Spring begins this year on March 20 at 2: 54 p.m., Eastern Time, when the sun crosses the equator coming north and day and night are equal in length all over the world.

There will also be two eclipses this month, one, on March 7, an annular eclipse of the sun that will be visible only in the south Pacific and Australia, and the other, on the 22nd, a partial eclipse of the moon visible in the Pacific and Indian Oceans and Australia and part of Asia. The beginning of this eclipse may be seen also in all parts of North America except the northeastern section.
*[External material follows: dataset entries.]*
//! AI classification stage
//!
//! Submits one prediction job per message and polls it at a fixed interval.
//! Every failure is returned as a [`ClassificationFailure`]; deciding what to
//! do about it is the orchestrator's job.

use std::sync::Arc;
use std::time::Duration;

use serde_json::Value;
use tracing::debug;

use crate::ai::parsing::parse_analysis;
use crate::ai::{AiAnalysis, InferenceBackend, InferenceClient, JobStatus, PredictionRequest};
use crate::amount::AmountParser;
use crate::colors::{CategoryColorRegistry, VendorCache, VendorInfo};
use crate::config::InferenceConfig;
use crate::error::Error;
use crate::extract::plain_text;
use crate::models::{BillingCycle, ClassificationSource, SubscriptionType, Transaction};
use crate::prompts::{classification_prompt, SYSTEM_PROMPT};

use super::trial::TrialPolicy;
use super::ClassificationInput;

/// Used when the model omits a confidence
const DEFAULT_AI_CONFIDENCE: u8 = 70;

/// Why the AI stage produced no transaction
#[derive(thiserror::Error, Debug)]
pub enum ClassificationFailure {
    #[error("submit failed: {0}")]
    Submit(Error),

    #[error("poll failed: {0}")]
    Poll(Error),

    #[error("job failed: {}", .0.as_deref().unwrap_or("no reason given"))]
    JobFailed(Option<String>),

    #[error("no result after {attempts} poll attempts")]
    NoResult { attempts: u32 },

    #[error("unparseable output: {0}")]
    Parse(Error),

    #[error("missing field: {0}")]
    MissingField(&'static str),
}

/// Prompt, submit, poll, parse, validate
#[derive(Debug, Clone)]
pub struct AiClassifier {
    client: InferenceClient,
    config: InferenceConfig,
    amounts: AmountParser,
    trial: TrialPolicy,
    colors: Arc<CategoryColorRegistry>,
    vendors: Arc<VendorCache>,
}

impl AiClassifier {
    pub fn new(
        client: InferenceClient,
        config: InferenceConfig,
        amounts: AmountParser,
        trial: TrialPolicy,
        colors: Arc<CategoryColorRegistry>,
        vendors: Arc<VendorCache>,
    ) -> Self {
        Self {
            client,
            config,
            amounts,
            trial,
            colors,
            vendors,
        }
    }

    pub fn client(&self) -> &InferenceClient {
        &self.client
    }

    pub fn prediction_request(&self, input: &ClassificationInput) -> PredictionRequest {
        let body = plain_text(&input.body, self.config.body_char_limit);
        PredictionRequest {
            prompt: classification_prompt(&input.subject, &body, &input.bank),
            system_prompt: SYSTEM_PROMPT.to_string(),
            max_tokens: self.config.max_tokens,
            temperature: self.config.temperature,
        }
    }

    pub async fn classify(
        &self,
        input: &ClassificationInput,
    ) -> Result<Transaction, ClassificationFailure> {
        let request = self.prediction_request(input);
        let job_id = self
            .client
            .submit(&request)
            .await
            .map_err(ClassificationFailure::Submit)?;
        debug!(message_id = %input.message_id, job_id = %job_id, model = %self.client.model(), "Submitted classification job");

        let output = self.wait_for_output(&job_id).await?;
        let analysis = parse_analysis(&output).map_err(ClassificationFailure::Parse)?;
        self.build_transaction(input, analysis)
    }

    /// Poll every `poll_interval` until the job finishes or attempts run out
    async fn wait_for_output(&self, job_id: &str) -> Result<String, ClassificationFailure> {
        let interval: Duration = self.config.poll_interval();
        for attempt in 1..=self.config.max_poll_attempts {
            tokio::time::sleep(interval).await;
            match self
                .client
                .poll(job_id)
                .await
                .map_err(ClassificationFailure::Poll)?
            {
                JobStatus::Succeeded(output) => {
                    debug!(job_id, attempt, "Classification job succeeded");
                    return Ok(output);
                }
                JobStatus::Failed(reason) => return Err(ClassificationFailure::JobFailed(reason)),
                JobStatus::Pending(status) => {
                    debug!(job_id, attempt, status = %status, "Classification job pending");
                }
            }
        }
        Err(ClassificationFailure::NoResult {
            attempts: self.config.max_poll_attempts,
        })
    }

    /// Validate the model's answer and apply the shared trial policy
    pub fn build_transaction(
        &self,
        input: &ClassificationInput,
        analysis: AiAnalysis,
    ) -> Result<Transaction, ClassificationFailure> {
        let vendor = non_empty(analysis.vendor).ok_or(ClassificationFailure::MissingField("vendor"))?;
        let category =
            non_empty(analysis.category).ok_or(ClassificationFailure::MissingField("category"))?;

        let amount = amount_from_value(&analysis.amount).and_then(|raw| self.amounts.sanitize(&raw));

        let color = match analysis.color.as_deref().filter(|c| is_hex_color(c)) {
            Some(c) => self.colors.register(&category, c),
            None => self.colors.color_for(&category),
        };

        let subscription_type = analysis
            .subscription_type
            .as_deref()
            .filter(|s| !s.eq_ignore_ascii_case("null"))
            .and_then(|s| s.parse::<SubscriptionType>().ok());
        let billing_cycle = analysis
            .billing_cycle
            .as_deref()
            .and_then(|s| s.parse::<BillingCycle>().ok());
        let service_logo = non_empty(analysis.service_logo);

        let text = format!("{} {}", input.subject, input.body);
        let trial_reason = self.trial.evaluate(amount, &text).or_else(|| {
            analysis.is_trial.then(|| {
                non_empty(analysis.trial_reason).unwrap_or_else(|| "Flagged as trial by model".into())
            })
        });

        self.vendors.record(
            &vendor,
            VendorInfo {
                category: category.clone(),
                color: color.clone(),
                subscription_type,
                service_logo: service_logo.clone(),
            },
        );

        Ok(Transaction {
            message_id: input.message_id.clone(),
            date: input.date,
            description: input.subject.clone(),
            amount,
            merchant: vendor,
            category,
            color,
            confidence: confidence_percent(analysis.confidence),
            bank: input.bank.clone(),
            is_subscription: analysis.is_subscription,
            subscription_type: if analysis.is_subscription {
                subscription_type.or(Some(SubscriptionType::Other))
            } else {
                subscription_type
            },
            billing_cycle,
            service_logo,
            is_trial: trial_reason.is_some(),
            trial_reason,
            source: ClassificationSource::Ai,
        })
    }
}

fn non_empty(value: Option<String>) -> Option<String> {
    value
        .map(|v| v.trim().to_string())
        .filter(|v| !v.is_empty() && !v.eq_ignore_ascii_case("null"))
}

fn amount_from_value(value: &Value) -> Option<String> {
    match value {
        Value::String(s) => Some(s.clone()),
        Value::Number(n) => Some(n.to_string()),
        _ => None,
    }
}

fn is_hex_color(s: &str) -> bool {
    s.len() == 7 && s.starts_with('#') && s[1..].chars().all(|c| c.is_ascii_hexdigit())
}

/// Models answer either a 0-1 fraction or a 0-100 percentage
fn confidence_percent(raw: Option<f64>) -> u8 {
    match raw {
        Some(c) if c.is_finite() && c >= 0.0 => {
            let pct = if c <= 1.0 { c * 100.0 } else { c };
            pct.round().min(100.0) as u8
        }
        _ => DEFAULT_AI_CONFIDENCE,
    }
}
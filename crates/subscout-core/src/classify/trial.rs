//! Trial detection shared by both classification stages, the detector and the ledger

use std::sync::OnceLock;

use regex::Regex;

pub const TRIAL_KEYWORDS: &[&str] = &["trial", "free", "test", "demo", "preview", "beta"];

/// Prefix of every low-amount reason; used to tell them apart from keyword reasons
pub const LOW_AMOUNT_REASON_PREFIX: &str = "Low amount";

fn trial_keyword_re() -> &'static Regex {
    static R: OnceLock<Regex> = OnceLock::new();
    R.get_or_init(|| {
        Regex::new(r"(?i)\b(trial|free|test|demo|preview|beta)").expect("invalid regex")
    })
}

/// Low-amount rule plus keyword scan
#[derive(Debug, Clone, Copy)]
pub struct TrialPolicy {
    threshold: f64,
}

impl Default for TrialPolicy {
    fn default() -> Self {
        Self::new(10.0)
    }
}

impl TrialPolicy {
    pub fn new(threshold: f64) -> Self {
        Self { threshold }
    }

    pub fn threshold(&self) -> f64 {
        self.threshold
    }

    pub fn is_low_amount(&self, amount: Option<f64>) -> bool {
        matches!(amount, Some(a) if a > 0.0 && a <= self.threshold)
    }

    /// First trial keyword that starts a word in `text`
    pub fn keyword_in(&self, text: &str) -> Option<String> {
        trial_keyword_re()
            .captures(text)
            .and_then(|c| c.get(1))
            .map(|m| m.as_str().to_lowercase())
    }

    pub fn low_amount_reason(&self, amount: f64) -> String {
        format!(
            "{} ({:.2}) at or below the trial threshold of {:.0}",
            LOW_AMOUNT_REASON_PREFIX, amount, self.threshold
        )
    }

    pub fn keyword_reason(keyword: &str) -> String {
        format!("Trial keyword '{}' found in message", keyword)
    }

    pub fn is_low_amount_reason(reason: &str) -> bool {
        reason.starts_with(LOW_AMOUNT_REASON_PREFIX)
    }

    /// Reason the charge looks like a trial, or None.
    ///
    /// The amount rule is checked first so its reason wins when both apply.
    pub fn evaluate(&self, amount: Option<f64>, text: &str) -> Option<String> {
        if let Some(a) = amount.filter(|_| self.is_low_amount(amount)) {
            return Some(self.low_amount_reason(a));
        }
        self.keyword_in(text).map(|kw| Self::keyword_reason(&kw))
    }
}
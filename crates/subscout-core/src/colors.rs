//! Category colors and the per-run vendor cache
//!
//! Both are shared across ingestion workers behind `Arc`, so they use
//! interior locking. Writes are idempotent per key: the first color stored
//! for a category wins, and a racing second writer reads it back.

use std::collections::HashMap;
use std::sync::RwLock;

use crate::models::SubscriptionType;

/// Fixed palette used for categories without a predefined color
pub const PALETTE: &[&str] = &[
    "#FF6B6B", "#4ECDC4", "#45B7D1", "#96CEB4", "#FECA57", "#FF9FF3", "#54A0FF", "#5F27CD",
    "#00D2D3", "#FF9F43", "#10AC84", "#EE5253", "#0ABDE3", "#C8D6E5", "#576574", "#A8E6CF",
];

/// Neutral color used when a lock is poisoned and nothing better is known
pub const FALLBACK_COLOR: &str = "#D3D3D3";

/// Case-insensitive category/vendor name to hex color mapping
#[derive(Debug, Default)]
pub struct CategoryColorRegistry {
    colors: RwLock<HashMap<String, String>>,
}

impl CategoryColorRegistry {
    pub fn new() -> Self {
        Self::default()
    }

    /// Color for `key`, allocating the next palette entry on first use
    pub fn color_for(&self, key: &str) -> String {
        let key = normalize_key(key);
        if let Some(color) = self.colors.read().ok().and_then(|c| c.get(&key).cloned()) {
            return color;
        }

        let Ok(mut colors) = self.colors.write() else {
            return FALLBACK_COLOR.to_string();
        };
        let next = PALETTE[colors.len() % PALETTE.len()].to_string();
        colors.entry(key).or_insert(next).clone()
    }

    /// Store `color` for `key` unless one is already registered; returns the effective color
    pub fn register(&self, key: &str, color: &str) -> String {
        let Ok(mut colors) = self.colors.write() else {
            return color.to_string();
        };
        colors
            .entry(normalize_key(key))
            .or_insert_with(|| color.to_string())
            .clone()
    }

    pub fn get(&self, key: &str) -> Option<String> {
        self.colors
            .read()
            .ok()
            .and_then(|c| c.get(&normalize_key(key)).cloned())
    }

    pub fn len(&self) -> usize {
        self.colors.read().map(|c| c.len()).unwrap_or(0)
    }

    pub fn is_empty(&self) -> bool {
        self.len() == 0
    }
}

fn normalize_key(key: &str) -> String {
    key.trim().to_lowercase()
}

/// What a previous classification decided about a vendor
#[derive(Debug, Clone, PartialEq)]
pub struct VendorInfo {
    pub category: String,
    pub color: String,
    pub subscription_type: Option<SubscriptionType>,
    pub service_logo: Option<String>,
}

/// Within-run memo of vendor name to its resolved category/color/type
#[derive(Debug, Default)]
pub struct VendorCache {
    entries: RwLock<HashMap<String, VendorInfo>>,
}

impl VendorCache {
    pub fn new() -> Self {
        Self::default()
    }

    /// Record a vendor association (last write wins)
    pub fn record(&self, vendor: &str, info: VendorInfo) {
        if let Ok(mut entries) = self.entries.write() {
            entries.insert(normalize_key(vendor), info);
        }
    }

    pub fn lookup(&self, vendor: &str) -> Option<VendorInfo> {
        self.entries
            .read()
            .ok()
            .and_then(|e| e.get(&normalize_key(vendor)).cloned())
    }

    pub fn len(&self) -> usize {
        self.entries.read().map(|e| e.len()).unwrap_or(0)
    }

    pub fn is_empty(&self) -> bool {
        self.len() == 0
    }
}
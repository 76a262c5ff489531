//! Error types for subscout

use thiserror::Error;

#[derive(Error, Debug)]
pub enum Error {
    #[error("Mailbox error: {0}")]
    Mailbox(#[from] MailboxError),

    #[error("IO error: {0}")]
    Io(#[from] std::io::Error),

    #[error("HTTP request error: {0}")]
    Http(#[from] reqwest::Error),

    #[error("JSON error: {0}")]
    Json(#[from] serde_json::Error),

    #[error("Config file error: {0}")]
    ConfigFile(#[from] toml::de::Error),

    #[error("Regex error: {0}")]
    Regex(#[from] regex::Error),

    #[error("Inference error: {0}")]
    Inference(String),

    #[error("Invalid data: {0}")]
    InvalidData(String),

    #[error("Not found: {0}")]
    NotFound(String),

    #[error("Configuration error: {0}")]
    Config(String),

    #[error("Timed out: {0}")]
    Timeout(String),
}

/// Failures at the mailbox boundary.
///
/// The three authentication outcomes are kept distinct so a front end can
/// tell the user whether to fix the password, create an app password, or
/// retry later.
#[derive(Error, Debug, Clone, PartialEq, Eq)]
pub enum MailboxError {
    #[error("Invalid credentials")]
    InvalidCredentials,

    #[error("An app-specific password is required for this account")]
    AppPasswordRequired,

    #[error("Connection failed: {0}")]
    Connection(String),

    #[error("Mailbox session is not authenticated")]
    NotAuthenticated,

    #[error("Search failed: {0}")]
    Search(String),

    #[error("Fetch of message {id} failed: {reason}")]
    Fetch { id: String, reason: String },

    #[error("Message {id} could not be decoded: {reason}")]
    Decode { id: String, reason: String },
}

impl MailboxError {
    /// True for failures that end the session (no per-message retry makes sense)
    pub fn is_auth_failure(&self) -> bool {
        matches!(
            self,
            Self::InvalidCredentials | Self::AppPasswordRequired | Self::NotAuthenticated
        )
    }
}

pub type Result<T> = std::result::Result<T, Error>;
In the extreme northwestern part the entire phenomenon will be observable. This eclipse will be 97% total. In the eastern states the eclipse will begin nearly at the time of sunrise, with the moon at the western horizon, and so will not be seen generally.

The evening sky in March is remarkably beautiful and interesting to star-gazers. West of the meridian we now see a brilliant assemblage of first magnitude stars in the well-known winter constellations-Aldebaran in the Hyades of Taurus and not far away the Pleiades; Orion with its Rigel and Betelgeuze; Capella in Auriga; the Dog-stars, Sirius and Procyon, in Canis Major and Canis Minor; Castor and Pollux in Gemini, and sloping high across the eastern sky, from Argo Navis on the southern horizon, across the feet of Gemini, through Auriga, Cassiopeia and Cepheus to the northern horizon, the blended radiance of countless faint and far distant stars in the Milky Way. Strongly contrasted with the splendor of the western half of the sky is the milder radiance of the spring constellations of Hydra, Leo and Virgo. The latter constellation is still partly below the horizon as is a part of the long winding constellation of Hydra. Draco and the Big Dipper are now well in view in the northeast as Cassiopeia and Cepheus draw nearer.